We prove Lemma 3 in two steps. Initially, we consider subsystem (I) defined by Eq. (16) and subsystem (II) defined by Eq. (17) for all \(J\subseteq N_x\) independently. Afterwards we combine the solutions of the two subsystems.

Let \(T\) be the matrix whose columns are given by the vectors \((1,F^{\scriptscriptstyle {(n_x)}}(v)),\,v\in V\). We can then bring both subsystems into the form \(\zeta =T\xi \). This system has the unique solution (see [2, 17, 27])

$$\begin{aligned} \xi _v\;=\; \frac{e_{\hat{v}}(\zeta )}{\prod _{j=1}^{n_x}(u_j-l_j)},\qquad v\in V. \end{aligned}$$

For subsystem (I) we replace \(\left( \lambda _{v,l} F^{\scriptscriptstyle {(n_x)}}_J(v)+\lambda _{v,u} F^{\scriptscriptstyle {(n_x)}}_J(v)\right) \) by \((\lambda _vF^{\scriptscriptstyle {(n_x)}}_J(v))\) in Eq. (16). Hence, we obtain the system \((1,z^x)=T\lambda \) with unique solution

$$\begin{aligned} \lambda _v\;=\; \frac{e_{\hat{v}}(z^x)}{\prod _{j=1}^{n_x}(u_j-l_j)},\quad v\in V. \end{aligned}$$

For subsystem (II) we first substitute

$$\begin{aligned} \left( \lambda _{v,l} l_nF^{\scriptscriptstyle {(n_x)}}_J(v)+\lambda _{v,u} u_n F^{\scriptscriptstyle {(n_x)}}_J(v)\right) {\mathrm{\quad by\quad }} \left( \lambda _{v}y^vF^{\scriptscriptstyle {(n_x)}}_J(v)\right) \end{aligned}$$

in Eq. (17) and afterwards, \(\lambda _{v}y^v\) by \(r_v\). With \(\zeta _J=z_{J\cup \{n\}}\) for all \(J\subseteq N_x\), subsystem (II) is of the form \(\zeta =Tr\) with unique solution \(r_v=e_{\hat{v}}(\zeta )/\prod _{j=1}^{n_x}(u_j-l_j),\,v\in V\).

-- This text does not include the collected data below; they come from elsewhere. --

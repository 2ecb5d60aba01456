use thiserror::Error;

/// Top-level application error.
/// All variants carry a human-readable message for display/logging.
#[derive(Debug, Error)]
pub enum AppError {
    // ── Database errors ──────────────────────────────────────────────────────
    #[error("Database connection failed: {0}")]
    DatabaseConnectionFailed(#[source] sqlx::Error),

    #[error("Database query failed: {message}")]
    DatabaseQueryFailed {
        message: String,
        #[source]
        source: sqlx::Error,
    },

    #[error("Record not found: {entity_type} with id '{id}'")]
    RecordNotFound { entity_type: String, id: String },

    // ── Upstream (model / embeddings API) errors ─────────────────────────────
    #[error("Upstream API error (status {status}): {message}")]
    Upstream { status: u16, message: String },

    #[error("Upstream API unreachable: {message}")]
    UpstreamUnavailable { message: String },

    #[error("Upstream authentication failed: {message}")]
    Authentication { message: String },

    #[error("Rate limited by upstream API")]
    RateLimited,

    #[error("Model '{model_name}' not found")]
    ModelNotFound { model_name: String },

    #[error("Inference error: {message}")]
    InferenceError { message: String },

    // ── Validation errors ────────────────────────────────────────────────────
    #[error("Field '{field_name}' cannot be empty")]
    EmptyField { field_name: String },

    #[error("Field '{field_name}' exceeds max length of {max_length} (actual: {actual_length})")]
    FieldTooLong { field_name: String, max_length: usize, actual_length: usize },

    #[error("Invalid ID format: '{id}'")]
    InvalidId { id: String },

    #[error("Invalid value for '{field_name}': {message}")]
    InvalidValue { field_name: String, message: String },

    // ── Conversation errors ──────────────────────────────────────────────────
    #[error("Conversation '{id}' not found")]
    ConversationNotFound { id: String },

    #[error("A response is already being generated for conversation '{id}'")]
    StreamAlreadyActive { id: String },

    #[error("Canvas already exists for conversation '{conversation_id}'")]
    CanvasExists { conversation_id: String },

    // ── Tool errors ──────────────────────────────────────────────────────────
    #[error("Unknown tool: {name}")]
    ToolNotFound { name: String },

    #[error("Tool '{tool_name}' failed: {message}")]
    ToolExecution { tool_name: String, message: String },

    // ── System errors ────────────────────────────────────────────────────────
    #[error("Configuration error: {0}")]
    Config(String),

    #[error("Feature unavailable: {0}")]
    Unavailable(String),

    #[error("Unexpected error: {0}")]
    Unexpected(String),
}

impl AppError {
    pub fn db_query(message: impl Into<String>, source: sqlx::Error) -> Self {
        AppError::DatabaseQueryFailed { message: message.into(), source }
    }

    pub fn tool(tool_name: impl Into<String>, message: impl Into<String>) -> Self {
        AppError::ToolExecution { tool_name: tool_name.into(), message: message.into() }
    }

    /// Classifies a non-success HTTP status from an OpenAI-compatible API.
    pub fn from_status(status: u16, body: &str, model: &str) -> Self {
        match status {
            401 | 403 => AppError::Authentication { message: truncate_body(body) },
            404 => AppError::ModelNotFound { model_name: model.to_string() },
            429 => AppError::RateLimited,
            _ => AppError::Upstream { status, message: truncate_body(body) },
        }
    }

    pub fn is_not_found(&self) -> bool {
        matches!(
            self,
            AppError::ConversationNotFound { .. } | AppError::RecordNotFound { .. }
        )
    }

    pub fn is_validation(&self) -> bool {
        matches!(
            self,
            AppError::EmptyField { .. }
                | AppError::FieldTooLong { .. }
                | AppError::InvalidId { .. }
                | AppError::InvalidValue { .. }
        )
    }

    pub fn is_conflict(&self) -> bool {
        matches!(self, AppError::StreamAlreadyActive { .. } | AppError::CanvasExists { .. })
    }

    pub fn is_agent_unavailable(&self) -> bool {
        matches!(self, AppError::UpstreamUnavailable { .. } | AppError::Unavailable(_))
    }

    pub fn is_auth(&self) -> bool {
        matches!(self, AppError::Authentication { .. })
    }

    /// Failures worth retrying later: rate limits, 5xx, network trouble.
    pub fn is_transient(&self) -> bool {
        match self {
            AppError::RateLimited | AppError::UpstreamUnavailable { .. } => true,
            AppError::Upstream { status, .. } => *status >= 500 || *status == 408,
            _ => false,
        }
    }

    /// Failures that will not go away by waiting: unknown model, rejected request shape.
    pub fn is_permanent(&self) -> bool {
        match self {
            AppError::ModelNotFound { .. } => true,
            AppError::Upstream { status, .. } => matches!(status, 400 | 404 | 422),
            _ => false,
        }
    }
}

impl From<reqwest::Error> for AppError {
    fn from(err: reqwest::Error) -> Self {
        if let Some(status) = err.status() {
            AppError::Upstream { status: status.as_u16(), message: err.to_string() }
        } else {
            AppError::UpstreamUnavailable { message: err.to_string() }
        }
    }
}

fn truncate_body(body: &str) -> String {
    const MAX: usize = 500;
    if body.chars().count() > MAX {
        format!("{}…", body.chars().take(MAX).collect::<String>())
    } else {
        body.to_string()
    }
}
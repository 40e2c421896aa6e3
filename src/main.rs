mod cli;

use std::process::ExitCode;

use album_tally::{Album, GENRES, album_count, check_genre};
use clap::Parser;
use log::{info, warn};

use crate::cli::{Cli, Commands};

const DEMO_GENRES: &[&str] = &["Hip-Hop", "Pop", "Jazz", "Rock"];

fn main() -> ExitCode {
    let cli = Cli::parse();

    env_logger::Builder::new()
        .filter_level(cli.log_level())
        // RUST_LOG overrides the verbosity flag
        .parse_default_env()
        .init();

    match cli.command {
        Commands::Genres { json } => {
            if json {
                match serde_json::to_string(GENRES) {
                    Ok(s) => println!("{}", s),
                    Err(e) => {
                        eprintln!("Failed to encode genres: {}", e);
                        return ExitCode::FAILURE;
                    }
                }
            } else {
                for genre in GENRES {
                    println!("{}", genre);
                }
            }
        }
        Commands::Check { genre } => {
            if check_genre(&genre) {
                println!("{} is an allowed genre", genre);
            } else {
                println!("{} is not an allowed genre", genre);
                return ExitCode::FAILURE;
            }
        }
        Commands::New { genre, date } => match Album::new(genre, date) {
            Ok(album) => {
                match serde_json::to_string_pretty(&album) {
                    Ok(s) => println!("{}", s),
                    Err(e) => {
                        eprintln!("Failed to encode album: {}", e);
                        return ExitCode::FAILURE;
                    }
                }
                println!("Album count: {}", album_count());
            }
            Err(e) => {
                eprintln!("{}", e);
                return ExitCode::FAILURE;
            }
        },
        Commands::Demo => {
            for (i, genre) in DEMO_GENRES.iter().enumerate() {
                let date = format!("200{}-01-01", i);
                match Album::new(*genre, date) {
                    Ok(album) => {
                        info!("Created {} album ({})", album.genre(), album.release_date())
                    }
                    Err(e) => warn!("Skipped: {}", e),
                }
            }
            println!("Genres: {}", GENRES.join(", "));
            println!("Album count: {}", album_count());
        }
    }

    ExitCode::SUCCESS
}
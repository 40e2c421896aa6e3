// Clap definitions in derive style

#[derive(clap::Parser)]
#[command(name = "album-tally", version, about)]
pub struct Cli {
    /// Set the level of verbosity
    /// -v for info, -vv for debug, -vvv for trace
    #[clap(short, long, action = clap::ArgAction::Count)]
    pub verbose: u8,

    #[command(subcommand)]
    pub command: Commands,
}

#[derive(clap::Subcommand)]
pub enum Commands {
    /// List the allowed genres in order
    Genres {
        /// Print as a JSON array
        #[arg(long, default_value_t = false)]
        json: bool,
    },

    /// Check whether a genre is allowed
    Check {
        #[arg(value_name = "GENRE")]
        genre: String,
    },

    /// Create an album and print it with the album count
    New {
        #[arg(value_name = "GENRE")]
        genre: String,

        /// Release date, stored as given
        #[arg(value_name = "DATE")]
        date: String,
    },

    /// Create one album per allowed genre plus a rejected one, then print the tally
    Demo,
}

impl Cli {
    pub fn log_level(&self) -> log::LevelFilter {
        match self.verbose {
            0 => log::LevelFilter::Warn,
            1 => log::LevelFilter::Info,
            2 => log::LevelFilter::Debug,
            _ => log::LevelFilter::Trace,
        }
    }
}
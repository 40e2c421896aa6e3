//! Error types for album construction.

use crate::GENRES;

pub type Result<T> = std::result::Result<T, Error>;

#[derive(Debug, Clone, PartialEq, Eq, thiserror::Error)]
pub enum Error {
    /// Genre is not in the allowed set
    #[error("invalid genre `{genre}`, expected one of {}", GENRES.join(", "))]
    InvalidGenre { genre: String },
}

impl Error {
    pub fn invalid_genre(genre: impl Into<String>) -> Self {
        Self::InvalidGenre {
            genre: genre.into(),
        }
    }
}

Finally, we consider the original system, where \(r_v=\lambda _vy^v,\,v\in V_1\), and \(r_v=\lambda _{v,l}l^y+\lambda _{v,u}u^y,\,\lambda _v=\lambda _{v,l}+\lambda _{v,u},\,v\in V_2\). To obtain \(y^v,\,v\in V_1\), we can solve \(r_v=\lambda _vy^v\) for \(y^v\) if \(\lambda _v\ne 0\). Then, \(y^v=r_v/\lambda _v=e_{\hat{v}}(\zeta )/e_{\hat{v}}(z^x)\). If \(\lambda _v=0,\,y^v\) can take any value as its corresponding summand cancels out.

To derive \(\lambda _{v,l}\) and \(\lambda _{v,u},\,v\in V_{2}\), we solve the linear system \(\lambda _v y^v=\lambda _{v,l} l^y+\lambda _{v,u} u^y\) and \(\lambda _v=\lambda _{v,l}+\lambda _{v,u}\). Then, \(\lambda _{v,l}=\lambda _v(u^y-y^v)/(u^y-l^y)\) and \(\lambda _{v,u}=\lambda _v(y^v-l^y)/(u^y-l^y)\).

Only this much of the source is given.